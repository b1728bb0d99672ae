//! Zone-based transaction coordinator.
//!
//! A zone is a named transaction scope. At most one zone is active at a time:
//!
//! ```text
//!            enter(Z)                     enter(Z) (re-entry)
//!   Idle ───────────────► InZone(Z, 1) ─────────────────────► InZone(Z, d+1)
//!    ▲                         │  ▲                                │
//!    │   leave, no waiters     │  └────────── leave ───────────────┘
//!    └─────────────────────────┘
//!
//!   enter(Y != Z) while InZone(Z, _) parks in FIFO order. When depth drops
//!   to 0 the first waiter and every consecutive waiter for the same zone
//!   are admitted together.
//! ```
//!
//! The coordinator also owns the zone's pending writes (`P`). They live as
//! long as the zone is active and are taken by whoever completes at depth 1.
//! Admission is a hand-off: the waker builds the waiter's [`ZoneGuard`] while
//! holding the state lock, so no other zone can slip in between.

#![allow(clippy::disallowed_types, reason = "Short critical sections, never held across await")]

use std::{
    collections::VecDeque,
    fmt,
    sync::{
        Arc, LazyLock, Mutex, MutexGuard, PoisonError,
        atomic::{AtomicU64, Ordering},
    },
};

use tokio::sync::oneshot;
use tracing::{debug, info, warn};

static NEXT_ZONE_ID: AtomicU64 = AtomicU64::new(1);

/// The always-available zone.
///
/// It batches nothing: writes made in it commit immediately.
pub static GLOBAL_ZONE: LazyLock<Zone> = LazyLock::new(|| Zone {
    id: 0,
    name: Arc::from("global"),
    options: ZoneOptions::default(),
});

/// Which writes a zone may stage until it completes.
#[derive(Debug, Clone, Copy, Default, PartialEq, Eq)]
pub struct ZoneOptions {
    /// Stage session writes
    pub pending_sessions: bool,
    /// Stage sender key writes
    pub pending_sender_keys: bool,
    /// Stage unprocessed envelope writes
    pub pending_unprocessed: bool,
}

impl ZoneOptions {
    /// Stage every kind of write.
    pub fn batch_all() -> Self {
        Self { pending_sessions: true, pending_sender_keys: true, pending_unprocessed: true }
    }
}

/// A named transaction scope.
///
/// Identity is by instance: clones are the same zone, two zones created with
/// the same name are not.
#[derive(Clone)]
pub struct Zone {
    id: u64,
    name: Arc<str>,
    options: ZoneOptions,
}

impl Zone {
    /// Create a new zone.
    pub fn new(name: impl Into<Arc<str>>, options: ZoneOptions) -> Self {
        Self { id: NEXT_ZONE_ID.fetch_add(1, Ordering::Relaxed), name: name.into(), options }
    }

    /// Zone name, for logs.
    pub fn name(&self) -> &str {
        &self.name
    }

    /// Whether session writes are staged.
    pub fn supports_pending_sessions(&self) -> bool {
        self.options.pending_sessions
    }

    /// Whether sender key writes are staged.
    pub fn supports_pending_sender_keys(&self) -> bool {
        self.options.pending_sender_keys
    }

    /// Whether unprocessed envelope writes are staged.
    pub fn supports_pending_unprocessed(&self) -> bool {
        self.options.pending_unprocessed
    }

    /// Whether this is [`GLOBAL_ZONE`].
    pub fn is_global(&self) -> bool {
        self.id == 0
    }
}

impl PartialEq for Zone {
    fn eq(&self, other: &Self) -> bool {
        self.id == other.id
    }
}

impl Eq for Zone {}

impl fmt::Debug for Zone {
    fn fmt(&self, f: &mut fmt::Formatter<'_>) -> fmt::Result {
        write!(f, "Zone({}#{})", self.name, self.id)
    }
}

struct Waiter<P: Default> {
    zone: Zone,
    name: String,
    admit: oneshot::Sender<ZoneGuard<P>>,
}

struct ZoneState<P: Default> {
    current: Option<Zone>,
    depth: usize,
    waiters: VecDeque<Waiter<P>>,
    pending: P,
}

type Shared<P> = Arc<Mutex<ZoneState<P>>>;

fn lock<P: Default>(state: &Mutex<ZoneState<P>>) -> MutexGuard<'_, ZoneState<P>> {
    state.lock().unwrap_or_else(PoisonError::into_inner)
}

/// Re-entrant zone monitor with a FIFO of waiters grouped by zone.
pub struct ZoneCoordinator<P: Default> {
    state: Shared<P>,
}

impl<P: Default + Send + 'static> Default for ZoneCoordinator<P> {
    fn default() -> Self {
        Self::new()
    }
}

impl<P: Default + Send + 'static> ZoneCoordinator<P> {
    /// Idle coordinator with empty pending writes.
    pub fn new() -> Self {
        Self {
            state: Arc::new(Mutex::new(ZoneState {
                current: None,
                depth: 0,
                waiters: VecDeque::new(),
                pending: P::default(),
            })),
        }
    }

    /// Enter `zone`, waiting if a different zone is active.
    ///
    /// `name` identifies the operation in logs.
    pub async fn enter(&self, zone: &Zone, name: &str) -> ZoneGuard<P> {
        loop {
            let admitted = {
                let mut state = lock(&self.state);
                match state.current.clone() {
                    None => {
                        debug!(zone = ?zone, name, "entering zone");
                        state.current = Some(zone.clone());
                        state.depth = 1;
                        return ZoneGuard::new(self.state.clone(), zone.clone());
                    },
                    Some(active) if active == *zone => {
                        state.depth += 1;
                        return ZoneGuard::new(self.state.clone(), zone.clone());
                    },
                    Some(active) => {
                        info!(
                            zone = ?zone,
                            active = ?active,
                            name,
                            "waiting for active zone to unwind"
                        );
                        let (admit, admitted) = oneshot::channel();
                        state.waiters.push_back(Waiter {
                            zone: zone.clone(),
                            name: name.to_string(),
                            admit,
                        });
                        admitted
                    },
                }
            };

            // The sender only drops unsent if the coordinator itself is torn
            // down; entering again is the only sensible recovery.
            if let Ok(guard) = admitted.await {
                return guard;
            }
        }
    }

    /// Current nesting depth; 0 when idle.
    pub fn depth(&self) -> usize {
        lock(&self.state).depth
    }

    /// Active zone, if any.
    pub fn current_zone(&self) -> Option<Zone> {
        lock(&self.state).current.clone()
    }

    /// Callers parked behind the active zone.
    pub fn waiting(&self) -> usize {
        lock(&self.state).waiters.len()
    }

    /// Run `f` against the pending writes.
    pub fn with_pending<T>(&self, f: impl FnOnce(&mut P) -> T) -> T {
        f(&mut lock(&self.state).pending)
    }

    /// Take the pending writes, leaving them empty.
    pub fn take_pending(&self) -> P {
        std::mem::take(&mut lock(&self.state).pending)
    }

    /// Drop the pending writes.
    pub fn discard_pending(&self) {
        lock(&self.state).pending = P::default();
    }
}

/// Proof of being inside a zone. Leaves the zone on drop.
///
/// A guard dropped before [`ZoneGuard::settle`] while at depth 1 (the
/// enclosing future was cancelled) discards the pending writes.
pub struct ZoneGuard<P: Default> {
    state: Shared<P>,
    zone: Zone,
    settled: bool,
    released: bool,
}

impl<P: Default> ZoneGuard<P> {
    fn new(state: Shared<P>, zone: Zone) -> Self {
        Self { state, zone, settled: false, released: false }
    }

    /// Zone this guard holds.
    pub fn zone(&self) -> &Zone {
        &self.zone
    }

    /// Whether this is the outermost active call (depth 1).
    pub fn is_top_level(&self) -> bool {
        lock(&self.state).depth == 1
    }

    /// Mark the call as completed; commit or revert already ran.
    pub fn settle(&mut self) {
        self.settled = true;
    }
}

impl<P: Default> Drop for ZoneGuard<P> {
    fn drop(&mut self) {
        if self.released {
            return;
        }
        self.released = true;

        let mut state = lock(&self.state);
        if !self.settled && state.depth == 1 {
            warn!(zone = ?self.zone, "zone abandoned before completion, discarding pending writes");
            state.pending = P::default();
        }
        leave(&mut *state, &self.state);
    }
}

fn leave<P: Default>(state: &mut ZoneState<P>, shared: &Shared<P>) {
    debug_assert!(state.depth > 0, "leaving a zone that was never entered");
    state.depth = state.depth.saturating_sub(1);
    if state.depth > 0 {
        return;
    }

    if let Some(zone) = state.current.take() {
        debug!(zone = ?zone, "left zone");
    }
    admit_waiters(state, shared);
}

/// Admit the front waiter and every consecutive waiter for the same zone.
///
/// Waiters whose callers were cancelled are skipped.
fn admit_waiters<P: Default>(state: &mut ZoneState<P>, shared: &Shared<P>) {
    while let Some(first) = state.waiters.pop_front() {
        let zone = first.zone.clone();
        state.current = Some(zone.clone());
        admit(state, shared, first);

        while state.waiters.front().is_some_and(|waiter| waiter.zone == zone) {
            if let Some(waiter) = state.waiters.pop_front() {
                admit(state, shared, waiter);
            }
        }

        if state.depth > 0 {
            return;
        }
        state.current = None;
    }
}

fn admit<P: Default>(state: &mut ZoneState<P>, shared: &Shared<P>, waiter: Waiter<P>) {
    debug!(zone = ?waiter.zone, name = %waiter.name, "admitting waiter");
    state.depth += 1;
    let guard = ZoneGuard::new(shared.clone(), waiter.zone);
    if let Err(mut guard) = waiter.admit.send(guard) {
        // The waiting caller is gone; undo its admission without re-locking.
        guard.released = true;
        state.depth -= 1;
    }
}

#[cfg(test)]
mod tests {
    use std::time::Duration;

    use super::*;

    fn zone(name: &str) -> Zone {
        Zone::new(name, ZoneOptions::batch_all())
    }

    #[tokio::test]
    async fn reentry_tracks_depth() {
        let coordinator = ZoneCoordinator::<Vec<u32>>::new();
        let z = zone("decrypt");

        let outer = coordinator.enter(&z, "outer").await;
        let inner = coordinator.enter(&z, "inner").await;
        assert_eq!(coordinator.depth(), 2);
        assert!(!inner.is_top_level());

        drop(inner);
        assert!(outer.is_top_level());
        drop(outer);

        assert_eq!(coordinator.depth(), 0);
        assert_eq!(coordinator.current_zone(), None);
    }

    #[tokio::test]
    async fn different_zone_waits_for_unwind() {
        let coordinator = Arc::new(ZoneCoordinator::<()>::new());
        let a = zone("a");
        let b = zone("b");

        let held = coordinator.enter(&a, "a").await;

        let task = {
            let coordinator = coordinator.clone();
            let b = b.clone();
            tokio::spawn(async move {
                let guard = coordinator.enter(&b, "b").await;
                guard.zone().clone()
            })
        };

        tokio::time::sleep(Duration::from_millis(10)).await;
        assert_eq!(coordinator.waiting(), 1);
        assert!(!task.is_finished());

        drop(held);
        assert_eq!(task.await.unwrap(), b);
        assert_eq!(coordinator.depth(), 0);
    }

    #[tokio::test]
    async fn same_zone_waiters_are_admitted_together() {
        let coordinator = Arc::new(ZoneCoordinator::<()>::new());
        let a = zone("a");
        let b = zone("b");
        let c = zone("c");

        let held = coordinator.enter(&a, "a").await;

        let mut tasks = Vec::new();
        for z in [b.clone(), b.clone(), c.clone()] {
            let coordinator = coordinator.clone();
            tasks.push(tokio::spawn(async move {
                let guard = coordinator.enter(&z, "waiter").await;
                tokio::time::sleep(Duration::from_millis(20)).await;
                drop(guard);
            }));
            tokio::time::sleep(Duration::from_millis(1)).await;
        }

        drop(held);
        tokio::time::sleep(Duration::from_millis(5)).await;
        assert_eq!(coordinator.current_zone(), Some(b));
        assert_eq!(coordinator.depth(), 2);
        assert_eq!(coordinator.waiting(), 1);

        for task in tasks {
            task.await.unwrap();
        }
        assert_eq!(coordinator.depth(), 0);
    }

    #[tokio::test]
    async fn cancelled_waiter_is_skipped() {
        let coordinator = Arc::new(ZoneCoordinator::<()>::new());
        let a = zone("a");
        let b = zone("b");

        let held = coordinator.enter(&a, "a").await;
        let waiting = {
            let coordinator = coordinator.clone();
            tokio::spawn(async move {
                let _guard = coordinator.enter(&b, "b").await;
            })
        };
        tokio::time::sleep(Duration::from_millis(5)).await;
        waiting.abort();
        let _ = waiting.await;

        drop(held);
        assert_eq!(coordinator.depth(), 0);
        assert_eq!(coordinator.current_zone(), None);

        let again = coordinator.enter(&zone("c"), "c").await;
        assert!(again.is_top_level());
    }

    #[tokio::test]
    async fn abandoned_top_level_discards_pending() {
        let coordinator = ZoneCoordinator::<Vec<u32>>::new();
        let z = zone("send");

        let guard = coordinator.enter(&z, "send").await;
        coordinator.with_pending(|pending| pending.push(7));
        drop(guard);

        assert!(coordinator.take_pending().is_empty());
    }

    #[tokio::test]
    async fn settled_guard_keeps_pending() {
        let coordinator = ZoneCoordinator::<Vec<u32>>::new();
        let z = zone("send");

        let mut guard = coordinator.enter(&z, "send").await;
        coordinator.with_pending(|pending| pending.push(7));
        guard.settle();
        drop(guard);

        assert_eq!(coordinator.take_pending(), vec![7]);
    }

    #[test]
    fn global_zone_batches_nothing() {
        assert!(GLOBAL_ZONE.is_global());
        assert!(!GLOBAL_ZONE.supports_pending_sessions());
        assert!(!GLOBAL_ZONE.supports_pending_unprocessed());
        assert_ne!(*GLOBAL_ZONE, zone("global"));
    }
}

--

## How to complete this task
Each line containing "scope" belongs in the answer; pick these out of the material and copy them.

## Exercise response
//! A zone is a named transaction scope. At most one zone is active at a time:
/// A named transaction scope.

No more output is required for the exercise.